The Football Supporters' Association yesterday warned that Jack Straw's proposals to crack down on football violence were unworkable and did not tackle the root of the problem.

Mr Straw is writing to the Crown Prosecution Service and all courts to encourage them to place restriction orders on offenders in an attempt to limit violence at the tournament in France. Under the Football Spectators Act, people convicted of soccer-related offences can be made subject to an order which prevents them from travelling abroad to matches involving England and Wales.

They must report to a police station at the time the game is taking place and can be prosecuted if they do not comply.

But Alison Pilling, of the Football Supporters' Association, said this would not help because it would only apply to people convicted between now and the World Cup finals, not to people who already have convictions. "It is not really going to have much effect as a measure against hooligans and ... I think it is going to prove unworkable." The real problem, she added, was how the tournament was organised. "The police need to be taught how to deal with the problem of a small group of hooligans when the vast majority of fans in the ground are being well-behaved.

"As we saw in Rome, the problem was really bad organisation before the game and the Italian police being very heavy-handed because they did not know how to deal with a small group of troublemakers."

Detective Inspector Peter Chapman, who heads the National Criminal Intelligence Service's hooliganism unit at Scotland Yard, also questioned the usefulness of restriction orders, which have been used only 10 times since 1989.

He told BBC Radio4's The World At One that the legislation contained an "anomaly" because the police could not arrest a convicted hooligan until he failed to report to police at an appointed time.
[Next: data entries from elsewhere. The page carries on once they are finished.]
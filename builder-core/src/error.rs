//! Error types for builder operations.

use thiserror::Error;

/// Result type for builder operations.
pub type BuilderResult<T> = Result<T, BuilderError>;

/// Errors that can occur in builder operations.
#[derive(Debug, Error)]
pub enum BuilderError {
    /// Element not found in the element list.
    #[error("Element not found: {0}")]
    ElementNotFound(String),

    /// Invalid element operation.
    #[error("Invalid operation on element: {0}")]
    InvalidOperation(String),

    /// Malformed language code.
    #[error("Invalid language code: {0}")]
    InvalidLanguage(String),

    /// Language that has not been added to the editor.
    #[error("Unknown language: {0}")]
    UnknownLanguage(String),

    /// External media URL without a recognized image or video extension.
    #[error("Please enter a valid image or video URL: {0}")]
    InvalidMediaUrl(String),

    /// Configuration or state serialization/deserialization error.
    #[error("Serialization error: {0}")]
    Serialization(#[from] serde_json::Error),
}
He gave the example of someone obliged to report at 4pm on Saturday. "The nonsense of it is I can see that individual pass through Heathrow five or six hours earlier, knowing full well he is going to that particular football match and can't do anything about it. I don't have the power to stop him."

Tony Banks, the sports minister, speaking on Radio 4's Today programme said he was aware that some hooligans were not "mindless morons" but "very calculating, professional-type people with jobs, whose game is violence, but who are using football as the vehicle for violence". But he said the courts had shown themselves "remarkably reluctant" to impose restriction orders, which was why the Home Secretary was issuing the reminder.